Il ricorso al mercato nero

‘La burocrazia costringe me e tanti altri malati a dover ricorrere al mercato illegale per recuperare la cannabis, perché tra un ciclo e l’altro della terapia che ci prescrive il medico capita di stare anche mesi senza il farmaco’. Lo ha dichiarato il signor Nicola, che ogni giorno dovrebbe assumere un grammo di Bediol e due grammi di Bedrocan. Dovrebbe, appunto, assumere. Sì perché il paziente aspetta un po’ di Bedrocan da un paio di mesi. Ci è abituato, comunque, il 48enne che, in passato, ha dovuto attendere tre mesi e mezzo prima di ottenere ambedue i farmaci. Una situazione inammissibile in un Paese civile. E’ questa la ragione per cui il malato barese ed altre persone colpite dalla sclerosi multipla cercano la cannabis altrove, ricorrendo anche al mercato illegale.

Nicola non vuole certamente infrangere la legge, vuole solo sentirsi meglio. Purtroppo, spesso, trova sostanze di pessima qualità che, invece, lo fanno stare peggio. Una situazione decisamente allarmante di cui chi di dovere si dovrebbe interessare immediatamente. ‘Mi appello al presidente della Regione Michele Emiliano’, ha affermato Loiotile,  affinché venga adottata una soluzione. Troppi malati stanno soffrendo tanto. Il caso del signor Loiotile, che deve recarsi dai pusher per procurarsi la cannabis terapeutica, per stare meglio, fa riflettere. Nicola non vuole assolutamente comportarsi in modo illecito ma la burocrazia italiana è lentissima e lui soffre. Non può attendere così tanto prima di ricevere le sostanze che non gli fanno sentire dolore.

In Puglia vivono tante persone nelle stesse condizioni di Nicola

Il 48enne barese ha confessato che in Puglia ci sono tantissime altre persone nelle sue condizioni, alcuni sono anche malati terminali ed epilettici. Gente che, per colpa della lentezza della ‘macchina burocratica’, è costretta a soffrire e, per lenire i patimenti, deve alimentare il mercato illegale. Ecco perché Nicola Loiotile ha bisogno di cannabis terapeutica: ‘Ne sento subito i benefici. Riesco a muovermi con più facilità. Avevo cominciato a usare una sola stampella. E poi mi torna il buon umore, la notte dormo bene e l’incontinenza scompare. Non è bello alla mia età dover mettere il pannolone…’.

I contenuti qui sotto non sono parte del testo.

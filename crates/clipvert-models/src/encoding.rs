//! Video encoding configuration.

use serde::{Deserialize, Serialize};

/// Default video codec (H.264)
pub const DEFAULT_VIDEO_CODEC: &str = "libx264";
/// Default audio codec
pub const DEFAULT_AUDIO_CODEC: &str = "aac";
/// Default encoding preset
pub const DEFAULT_PRESET: &str = "slow";
/// Default CRF; 18 is near visually lossless for H.264
pub const DEFAULT_CRF: u8 = 18;
/// Default audio bitrate
pub const DEFAULT_AUDIO_BITRATE: &str = "192k";
/// Default pixel format for wide player compatibility
pub const DEFAULT_PIX_FMT: &str = "yuv420p";

/// Video encoding configuration for clip extraction and crop rendering.
#[derive(Debug, Clone, PartialEq, Serialize, Deserialize)]
pub struct EncodingConfig {
    /// Video codec (e.g., "libx264")
    pub codec: String,
    /// Encoding preset (e.g., "slow", "medium")
    pub preset: String,
    /// Constant Rate Factor (quality, 0-51, lower is better)
    pub crf: u8,
    /// Audio codec
    pub audio_codec: String,
    /// Audio bitrate
    pub audio_bitrate: String,
    /// Pixel format
    pub pix_fmt: String,
    /// Move the moov atom up front for web streaming
    pub faststart: bool,
}

impl Default for EncodingConfig {
    fn default() -> Self {
        Self {
            codec: DEFAULT_VIDEO_CODEC.to_string(),
            preset: DEFAULT_PRESET.to_string(),
            crf: DEFAULT_CRF,
            audio_codec: DEFAULT_AUDIO_CODEC.to_string(),
            audio_bitrate: DEFAULT_AUDIO_BITRATE.to_string(),
            pix_fmt: DEFAULT_PIX_FMT.to_string(),
            faststart: true,
        }
    }
}

impl EncodingConfig {
    /// Create the default high-quality profile.
    pub fn new() -> Self {
        Self::default()
    }

    /// Returns a new config with updated CRF.
    pub fn with_crf(mut self, crf: u8) -> Self {
        self.crf = crf;
        self
    }

    /// Convert to FFmpeg output arguments.
    pub fn to_ffmpeg_args(&self) -> Vec<String> {
        let mut args = vec![
            "-c:v".to_string(),
            self.codec.clone(),
            "-preset".to_string(),
            self.preset.clone(),
            "-crf".to_string(),
            self.crf.to_string(),
            "-c:a".to_string(),
            self.audio_codec.clone(),
            "-b:a".to_string(),
            self.audio_bitrate.clone(),
            "-pix_fmt".to_string(),
            self.pix_fmt.clone(),
        ];
        if self.faststart {
            args.push("-movflags".to_string());
            args.push("+faststart".to_string());
        }
        args
    }
}

#[cfg(test)]
mod tests {
    use super::*;

    #[test]
    fn test_default_config() {
        let config = EncodingConfig::default();
        assert_eq!(config.codec, "libx264");
        assert_eq!(config.preset, "slow");
        assert_eq!(config.crf, 18);
        assert_eq!(config.audio_bitrate, "192k");
    }

    #[test]
    fn test_ffmpeg_args() {
        let args = EncodingConfig::default().to_ffmpeg_args();
        assert!(args.contains(&"-crf".to_string()));
        assert!(args.contains(&"18".to_string()));
        assert!(args.contains(&"+faststart".to_string()));

        let args = EncodingConfig {
            faststart: false,
            ..Default::default()
        }
        .to_ffmpeg_args();
        assert!(!args.contains(&"-movflags".to_string()));
    }
}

La cannabis è tutto, o quasi, per Nicola e molti pazienti che devono costantemente affrontare dolori insopportabili. Loiotile dice che tale sostanza, a differenza di altre, ha un solo effetto collaterale, ossia la secchezza della bocca, ma basta bere un po’ d’acqua e tutto passa. Non è semplice ottenere la cannabis terapeutica seguendo percorsi legali. Dopo la prescrizione medica, infatti, il paziente deve recarsi in una farmacia ospedaliera che, a sua volta, ordina la sostanza da una farmacia privata. Nicola vorrebbe che lo Stato permettesse ai malati di piantare un po’ d’erba. L’atteggiamento dei burocrati, invece, lo fa indignare. Perché lo Stato non rispondere al dolore di tante persone? Si attende una chiara risposta delle istituzioni.